- Work instructions
Retype all of the entries that appear below, keeping them exactly as they are.

- Material shown
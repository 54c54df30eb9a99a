//! Numeric input accepted by every formatter.

use super::parse::parse_leading_float;

/// A value handed to a formatter: a native number, its textual form, or nothing.
///
/// Built at the call boundary through `From`, so callers pass `1234.5`, `"1234.5"`,
/// `&some_string` or an `Option` of any of those directly.
#[derive(Debug, Clone, Copy, PartialEq)]
pub enum NumericInput<'a> {
    Number(f64),
    Text(&'a str),
    Missing,
}

impl NumericInput<'_> {
    /// Resolve the input to a number.
    ///
    /// Returns `None` for missing values, NaN, empty text, and text without a leading
    /// numeric literal. Native negative zero reads as zero.
    pub fn parse(self) -> Option<f64> {
        match self {
            NumericInput::Number(value) if value.is_nan() => None,
            NumericInput::Number(value) if value == 0.0 => Some(0.0),
            NumericInput::Number(value) => Some(value),
            NumericInput::Text(text) => parse_leading_float(text),
            NumericInput::Missing => None,
        }
    }
}

macro_rules! impl_from_native {
    ($($ty:ty),* $(,)?) => {
        $(
            impl From<$ty> for NumericInput<'_> {
                #[inline]
                fn from(value: $ty) -> Self {
                    NumericInput::Number(value as f64)
                }
            }
        )*
    };
}

impl_from_native!(f64, f32, i8, i16, i32, i64, i128, isize, u8, u16, u32, u64, u128, usize);

impl<'a> From<&'a str> for NumericInput<'a> {
    #[inline]
    fn from(value: &'a str) -> Self {
        NumericInput::Text(value)
    }
}

impl<'a> From<&'a String> for NumericInput<'a> {
    #[inline]
    fn from(value: &'a String) -> Self {
        NumericInput::Text(value.as_str())
    }
}

impl<'a, T> From<Option<T>> for NumericInput<'a>
where
    T: Into<NumericInput<'a>>,
{
    #[inline]
    fn from(value: Option<T>) -> Self {
        value.map_or(NumericInput::Missing, Into::into)
    }
}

- Output of the task
repository 54c54df30eb9a99a
//! Numeric input accepted by every formatter.

use super::parse::parse_leading_float;

/// A value handed to a formatter: a native number, its textual form, or nothing.
///
/// Built at the call boundary through `From`, so callers pass `1234.5`, `"1234.5"`,
/// `&some_string` or an `Option` of any of those directly.
#[derive(Debug, Clone, Copy, PartialEq)]
pub enum NumericInput<'a> {
    Number(f64),
    Text(&'a str),
    Missing,
}

impl NumericInput<'_> {
    /// Resolve the input to a number.
    ///
    /// Returns `None` for missing values, NaN, empty text, and text without a leading
    /// numeric literal. Native negative zero reads as zero.
    pub fn parse(self) -> Option<f64> {
        match self {
            NumericInput::Number(value) if value.is_nan() => None,
            NumericInput::Number(value) if value == 0.0 => Some(0.0),
            NumericInput::Number(value) => Some(value),
            NumericInput::Text(text) => parse_leading_float(text),
            NumericInput::Missing => None,
        }
    }
}

macro_rules! impl_from_native {
    ($($ty:ty),* $(,)?) => {
        $(
            impl From<$ty> for NumericInput<'_> {
                #[inline]
                fn from(value: $ty) -> Self {
                    NumericInput::Number(value as f64)
                }
            }
        )*
    };
}

impl_from_native!(f64, f32, i8, i16, i32, i64, i128, isize, u8, u16, u32, u64, u128, usize);

impl<'a> From<&'a str> for NumericInput<'a> {
    #[inline]
    fn from(value: &'a str) -> Self {
        NumericInput::Text(value)
    }
}

impl<'a> From<&'a String> for NumericInput<'a> {
    #[inline]
    fn from(value: &'a String) -> Self {
        NumericInput::Text(value.as_str())
    }
}

impl<'a, T> From<Option<T>> for NumericInput<'a>
where
    T: Into<NumericInput<'a>>,
{
    #[inline]
    fn from(value: Option<T>) -> Self {
        value.map_or(NumericInput::Missing, Into::into)
    }
}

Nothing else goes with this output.